If it used cysteine then the ring would need to be closed in a reaction requiring C-H activation, simpler than BioB. Several enzymes do this kind of reaction. Penicillins have a thiophane-like ring, but it's made differently, namely a short non-ribosomal peptide is polymerised at the Cys-Val part via a curious oxidoreductase enzyme, isopenicillin N synthase, which as a αKG-dependent hydroxylase family member uses a non–heam-chelated iron to generate a radical from dioxygen (cytochrome P450 are predominantly eukaryotic). In this enzyme the electron is passed to the sulfur, which attacks the highly substituted beta-carbon of the valine sidechain. For isopenicillin N it's a textbook anti-Markovnikov's rule radical reaction, for the thiophane the strain would probably favour a 5 membered ring. So it is not that.

Cysteine cannot undergo a PLP-carbanion step without undergoing a spontaneous elimination with the leaving of the thiol. During my PhD, I encountered this partially with serine racemase, which led me to look into cysteine racemase, an enzyme reported in the 1970s and then not spoken of, as it is likely impossible as I have blogged about nearly a decade ago. Methionine racemase and methionine transaminase have it easier as they have to fight not beta- but gamma-elemination.

However, thioethers don’t have this problem (or not as badly). Out of curiosity recently I read up on the biosynthesis of the fireworm (not firefly) luciferin not because I had ever heard of Odontosyllis, but because its luciferin sports a cata-fused tricyclic with thiazole and a thiazine rings. These are made by forming two thioethers with levodopa and two cysteines, which are then transaminated triggering a spontaneous dehydrative intramolecular cyclisation (like glutamic semialdehyde cyclisation and several others).
Therefore, whereas it is impossible that nature could start with pimeloyl-CoA and cysteine via BioF, it is concievable that nature could start not with pimeloyl-CoA and alanine, but with beta-enoyl version of pimeloyl-CoA and cysteine via a hypothetical enzyme and a BioF-like enzyme, but operating intramolecularly. The acyl compound (pimelenoyl-CoA) is generated in biosynthesis/degration albeit with a different carrier, but then again pimeloyl-CoA is too. The missing hypothetical enzyme to make the S-conjugated cysteine-pimeloyl-CoA would need to so a thiol-Michael addition (like MetB), so could be an oxidase similarly to fireworm tyrosinase, or could be a PLP-dependent enzyme that acts on an "activated" cysteine such as O-acetylcysteine or O-succinylcysteine or phosphoserine (maybe) as seen in methionine metabolism —if you want to know more Ferla and Patrick 2014 is a nice read! The enzyme that does the operation of BioF but intramolecular with the cysteine conjugate may struggle with the tightness given the boat-like conformation as after all the sulfur-bridge is there to sterically hinder carbonyls binding instead of carbon dioxide. BioA would need to contend with a geometry change, but a transamination or reductive amination is easy for enzymes. If this hypothesis were correct there would be zero need for a BioB as the tetrathydro-thiophene part is already made at the bioF step.

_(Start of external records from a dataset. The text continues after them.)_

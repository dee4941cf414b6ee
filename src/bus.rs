/*
 * This file is part of max6639-tools.
 *
 * Copyright (C) 2025 max6639-tools contributors
 *
 * max6639-tools is free software: you can redistribute it and/or modify
 * it under the terms of the GNU General Public License as published by
 * the Free Software Foundation, either version 3 of the License, or
 * (at your option) any later version.
 *
 * max6639-tools is distributed in the hope that it will be useful,
 * but WITHOUT ANY WARRANTY; without even the implied warranty of
 * MERCHANTABILITY or FITNESS FOR A PARTICULAR PURPOSE. See the
 * GNU General Public License for more details.
 *
 * You should have received a copy of the GNU General Public License
 * along with max6639-tools. If not, see <https://www.gnu.org/licenses/>.
 */

//! Register bus transport
//!
//! `RegisterBus` is the single-byte read/write primitive the driver runs on.
//! `I2cDevice` implements it with SMBus byte-data transfers on Linux i2c-dev,
//! through the `i2cdev` crate.

use std::fmt;
use std::io;
use std::path::{Path, PathBuf};

use i2cdev::core::I2CDevice;
use i2cdev::linux::{LinuxI2CDevice, LinuxI2CError};
use tracing::{debug, trace};

use crate::error::{Max6639Error, Result};

/// Byte-addressed register access on an already addressed device
#[cfg_attr(test, mockall::automock)]
pub trait RegisterBus {
    fn read_byte_data(&mut self, register: u8) -> io::Result<u8>;

    fn write_byte_data(&mut self, register: u8, value: u8) -> io::Result<()>;
}

impl<B: RegisterBus + ?Sized> RegisterBus for &mut B {
    fn read_byte_data(&mut self, register: u8) -> io::Result<u8> {
        (**self).read_byte_data(register)
    }

    fn write_byte_data(&mut self, register: u8, value: u8) -> io::Result<()> {
        (**self).write_byte_data(register, value)
    }
}

impl<B: RegisterBus + ?Sized> RegisterBus for Box<B> {
    fn read_byte_data(&mut self, register: u8) -> io::Result<u8> {
        (**self).read_byte_data(register)
    }

    fn write_byte_data(&mut self, register: u8, value: u8) -> io::Result<()> {
        (**self).write_byte_data(register, value)
    }
}

/// Valid 7-bit addresses outside the reserved ranges
pub const fn is_valid_address(address: u16) -> bool {
    address >= 0x03 && address <= 0x77
}

/// Character device path for bus `bus`: `/dev/i2c-N`, or the devfs style
/// `/dev/i2c/N` when only that exists
pub fn bus_path(bus: u32) -> PathBuf {
    let primary = PathBuf::from(format!("/dev/i2c-{}", bus));
    let fallback = PathBuf::from(format!("/dev/i2c/{}", bus));
    if !primary.exists() && fallback.exists() {
        fallback
    } else {
        primary
    }
}

/// An opened i2c-dev handle bound to one slave address
pub struct I2cDevice {
    dev: LinuxI2CDevice,
    path: PathBuf,
    address: u16,
}

impl fmt::Debug for I2cDevice {
    fn fmt(&self, f: &mut fmt::Formatter<'_>) -> fmt::Result {
        f.debug_struct("I2cDevice")
            .field("path", &self.path)
            .field("address", &format_args!("0x{:02x}", self.address))
            .finish()
    }
}

impl I2cDevice {
    /// Open bus `bus` and select `address`. `force` takes the address even if
    /// a kernel driver has claimed it.
    pub fn open(bus: u32, address: u16, force: bool) -> Result<Self> {
        if !is_valid_address(address) {
            return Err(Max6639Error::invalid_argument(format!(
                "I2C address 0x{:02x} outside 0x03-0x77",
                address
            )));
        }

        let path = bus_path(bus);
        let dev = open_device(&path, address, force).map_err(|e| open_error(&path, address, e))?;
        debug!(path = %path.display(), address = %format!("0x{:02x}", address), force, "Opened I2C device");
        Ok(Self { dev, path, address })
    }

    pub fn address(&self) -> u16 {
        self.address
    }

    pub fn path(&self) -> &Path {
        &self.path
    }
}

fn open_device(path: &Path, address: u16, force: bool) -> std::result::Result<LinuxI2CDevice, LinuxI2CError> {
    if force {
        // SAFETY: the caller asked to share the address with whatever kernel
        // driver owns it; all accesses are plain SMBus byte transfers.
        unsafe { LinuxI2CDevice::force_new(path, address) }
    } else {
        LinuxI2CDevice::new(path, address)
    }
}

/// Busy means the file opened but a kernel driver owns the address
fn open_error(path: &Path, address: u16, e: LinuxI2CError) -> Max6639Error {
    let source = io::Error::from(e);
    if source.raw_os_error() == Some(libc::EBUSY) {
        debug!("Address 0x{:02x} is busy, a kernel driver may own it (use --force)", address);
        return Max6639Error::SetAddress { address, source };
    }
    Max6639Error::DeviceOpen { path: path.to_path_buf(), source }
}

impl RegisterBus for I2cDevice {
    fn read_byte_data(&mut self, register: u8) -> io::Result<u8> {
        let value = self.dev.smbus_read_byte_data(register).map_err(io::Error::from)?;
        trace!(register = %format!("0x{:02x}", register), value = %format!("0x{:02x}", value), "smbus read");
        Ok(value)
    }

    fn write_byte_data(&mut self, register: u8, value: u8) -> io::Result<()> {
        trace!(register = %format!("0x{:02x}", register), value = %format!("0x{:02x}", value), "smbus write");
        self.dev.smbus_write_byte_data(register, value).map_err(io::Error::from)
    }
}
/*
 * This file is part of max6639-tools.
 *
 * Copyright (C) 2025 max6639-tools contributors
 *
 * max6639-tools is free software: you can redistribute it and/or modify
 * it under the terms of the GNU General Public License as published by
 * the Free Software Foundation, either version 3 of the License, or
 * (at your option) any later version.
 *
 * max6639-tools is distributed in the hope that it will be useful,
 * but WITHOUT ANY WARRANTY; without even the implied warranty of
 * MERCHANTABILITY or FITNESS FOR A PARTICULAR PURPOSE. See the
 * GNU General Public License for more details.
 *
 * You should have received a copy of the GNU General Public License
 * along with max6639-tools. If not, see <https://www.gnu.org/licenses/>.
 */

//! max6639 - Driver for the Maxim MAX6639 temperature monitor and fan controller
//!
//! This library provides the register map, unit conversions and the driver
//! state machine for the chip, on top of a byte-wide register bus. The Linux
//! i2c-dev transport and the `max6639ctl` command line front end live here too.

pub mod bus;
pub mod cli;
pub mod config;
pub mod convert;
pub mod data;
pub mod driver;
pub mod dump;
pub mod error;
pub mod logger;
pub mod registers;

#[cfg(test)]
pub mod test_utils;

pub use bus::{I2cDevice, RegisterBus};
pub use data::{Channel, ChannelSettings, DeviceConfig, DeviceSnapshot, RpmRange, TempReading};
pub use driver::{ChipIdentity, Max6639, StdDelay, TempLimit};
pub use dump::RegisterDump;
pub use error::{Max6639Error, Result};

There are several clades that inexplicably lack BioB, so I would bet in its favour. The major counter argument is that there is a clade without it, the Rhizobiales if I recall correctly, whose members secrete a lot of desthiobiotin so this would favour the hypothesis that their BioF accepts cysteine and has a poor yield (unusual for an enzyme but unheard of in secondary metabolism) and for the unwanted elimination the PLP gets unstuck (somehow magically) and for the last step some enzyme radically activates the sulfur for ring closure (either another, simpler, radical SAM or an oxidoreductase working like isopenicillin N synthase).


Getting hypothetical answers is always nice, even if it comes a decade too late and is unimportant. And what better candidate enzyme to possible solve the riddle that a PLP enzyme (I might be bias)!